*What you will do*
Whenever a line below includes the string "bail", show it.

*Exercise material*
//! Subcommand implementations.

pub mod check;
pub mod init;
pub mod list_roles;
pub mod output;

--

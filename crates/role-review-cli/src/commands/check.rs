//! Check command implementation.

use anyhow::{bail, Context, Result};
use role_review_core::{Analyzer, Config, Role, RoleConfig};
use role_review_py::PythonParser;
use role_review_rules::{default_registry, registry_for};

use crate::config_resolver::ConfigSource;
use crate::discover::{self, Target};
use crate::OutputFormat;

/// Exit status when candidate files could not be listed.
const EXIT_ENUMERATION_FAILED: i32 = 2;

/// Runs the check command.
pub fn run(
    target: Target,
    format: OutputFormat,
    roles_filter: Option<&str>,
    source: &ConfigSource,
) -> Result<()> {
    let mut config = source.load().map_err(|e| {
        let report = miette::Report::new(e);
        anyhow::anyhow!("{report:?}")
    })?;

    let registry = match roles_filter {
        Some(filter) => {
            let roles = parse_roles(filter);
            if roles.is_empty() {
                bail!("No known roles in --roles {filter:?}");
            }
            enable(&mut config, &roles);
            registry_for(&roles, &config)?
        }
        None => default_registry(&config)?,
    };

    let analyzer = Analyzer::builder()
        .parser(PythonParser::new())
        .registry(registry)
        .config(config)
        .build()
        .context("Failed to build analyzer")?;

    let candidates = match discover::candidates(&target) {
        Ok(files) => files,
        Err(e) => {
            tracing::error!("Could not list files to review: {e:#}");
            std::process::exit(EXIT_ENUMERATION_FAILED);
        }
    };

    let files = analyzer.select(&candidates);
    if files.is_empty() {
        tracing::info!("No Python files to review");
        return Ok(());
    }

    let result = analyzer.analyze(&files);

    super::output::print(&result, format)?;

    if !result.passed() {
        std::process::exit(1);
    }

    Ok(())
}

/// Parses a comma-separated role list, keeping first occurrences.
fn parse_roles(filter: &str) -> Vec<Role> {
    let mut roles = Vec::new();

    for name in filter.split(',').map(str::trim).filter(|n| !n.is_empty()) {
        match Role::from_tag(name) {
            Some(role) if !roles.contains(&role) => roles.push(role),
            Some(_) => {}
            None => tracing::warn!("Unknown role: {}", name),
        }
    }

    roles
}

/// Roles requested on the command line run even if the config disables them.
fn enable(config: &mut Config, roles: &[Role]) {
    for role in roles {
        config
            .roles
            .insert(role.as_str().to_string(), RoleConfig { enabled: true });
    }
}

...

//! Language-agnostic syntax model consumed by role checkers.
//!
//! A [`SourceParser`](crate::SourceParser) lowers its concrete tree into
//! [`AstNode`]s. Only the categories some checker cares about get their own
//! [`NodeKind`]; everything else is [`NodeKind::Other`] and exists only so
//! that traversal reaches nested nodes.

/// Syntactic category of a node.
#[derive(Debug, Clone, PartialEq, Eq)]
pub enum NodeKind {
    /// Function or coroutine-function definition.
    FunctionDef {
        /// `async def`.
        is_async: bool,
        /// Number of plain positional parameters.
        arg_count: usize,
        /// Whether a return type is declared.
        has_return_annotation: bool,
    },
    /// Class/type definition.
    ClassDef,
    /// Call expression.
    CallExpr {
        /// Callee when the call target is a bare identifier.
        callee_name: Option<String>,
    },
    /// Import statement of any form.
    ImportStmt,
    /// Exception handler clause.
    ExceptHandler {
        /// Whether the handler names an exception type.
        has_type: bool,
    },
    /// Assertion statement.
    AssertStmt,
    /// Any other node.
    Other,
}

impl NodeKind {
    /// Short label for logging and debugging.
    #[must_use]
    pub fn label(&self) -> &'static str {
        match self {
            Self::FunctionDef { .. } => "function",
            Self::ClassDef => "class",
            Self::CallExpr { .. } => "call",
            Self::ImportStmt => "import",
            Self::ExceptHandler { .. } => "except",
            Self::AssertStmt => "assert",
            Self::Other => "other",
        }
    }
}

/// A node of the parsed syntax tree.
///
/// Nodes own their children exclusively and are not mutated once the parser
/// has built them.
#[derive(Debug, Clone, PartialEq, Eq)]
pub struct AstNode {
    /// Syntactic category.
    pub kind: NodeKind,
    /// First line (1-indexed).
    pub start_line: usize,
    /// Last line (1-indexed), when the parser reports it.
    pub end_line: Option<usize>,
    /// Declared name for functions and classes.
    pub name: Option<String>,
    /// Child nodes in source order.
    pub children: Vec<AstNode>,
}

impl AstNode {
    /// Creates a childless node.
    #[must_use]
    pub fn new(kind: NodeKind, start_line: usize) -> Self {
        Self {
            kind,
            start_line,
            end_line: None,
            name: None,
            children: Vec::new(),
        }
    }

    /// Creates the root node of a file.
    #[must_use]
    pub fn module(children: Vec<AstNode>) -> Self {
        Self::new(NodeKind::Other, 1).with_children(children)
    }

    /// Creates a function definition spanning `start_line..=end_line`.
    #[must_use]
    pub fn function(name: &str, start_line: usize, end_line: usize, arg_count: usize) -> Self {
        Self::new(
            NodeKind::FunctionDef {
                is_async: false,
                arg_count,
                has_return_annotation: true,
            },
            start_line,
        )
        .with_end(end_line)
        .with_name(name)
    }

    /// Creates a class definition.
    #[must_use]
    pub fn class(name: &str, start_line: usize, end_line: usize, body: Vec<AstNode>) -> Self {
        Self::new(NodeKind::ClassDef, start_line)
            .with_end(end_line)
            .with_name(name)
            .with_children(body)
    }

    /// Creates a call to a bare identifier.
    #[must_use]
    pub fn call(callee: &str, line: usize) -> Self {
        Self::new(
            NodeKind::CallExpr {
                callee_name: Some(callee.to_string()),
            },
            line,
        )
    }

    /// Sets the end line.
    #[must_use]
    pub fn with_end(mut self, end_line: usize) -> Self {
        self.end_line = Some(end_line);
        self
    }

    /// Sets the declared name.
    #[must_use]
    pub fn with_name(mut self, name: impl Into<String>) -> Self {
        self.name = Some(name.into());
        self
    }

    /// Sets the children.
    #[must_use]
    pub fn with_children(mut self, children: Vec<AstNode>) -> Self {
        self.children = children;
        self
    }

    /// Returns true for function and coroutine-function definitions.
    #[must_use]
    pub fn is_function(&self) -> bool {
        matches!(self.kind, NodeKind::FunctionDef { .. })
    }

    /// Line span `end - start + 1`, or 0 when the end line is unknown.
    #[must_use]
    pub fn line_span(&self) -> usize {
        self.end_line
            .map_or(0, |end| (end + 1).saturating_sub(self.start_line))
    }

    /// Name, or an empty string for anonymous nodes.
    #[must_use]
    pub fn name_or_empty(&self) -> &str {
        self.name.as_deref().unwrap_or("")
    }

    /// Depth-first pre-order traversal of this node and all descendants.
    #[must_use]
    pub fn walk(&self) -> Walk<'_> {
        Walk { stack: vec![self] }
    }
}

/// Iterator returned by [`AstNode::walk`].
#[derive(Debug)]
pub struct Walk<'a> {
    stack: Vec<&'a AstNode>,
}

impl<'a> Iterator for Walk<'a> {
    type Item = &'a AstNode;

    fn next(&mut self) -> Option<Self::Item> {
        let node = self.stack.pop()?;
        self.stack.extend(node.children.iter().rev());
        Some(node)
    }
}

*Answer area*
use anyhow::{bail, Context, Result};
                bail!("No known roles in --roles {filter:?}");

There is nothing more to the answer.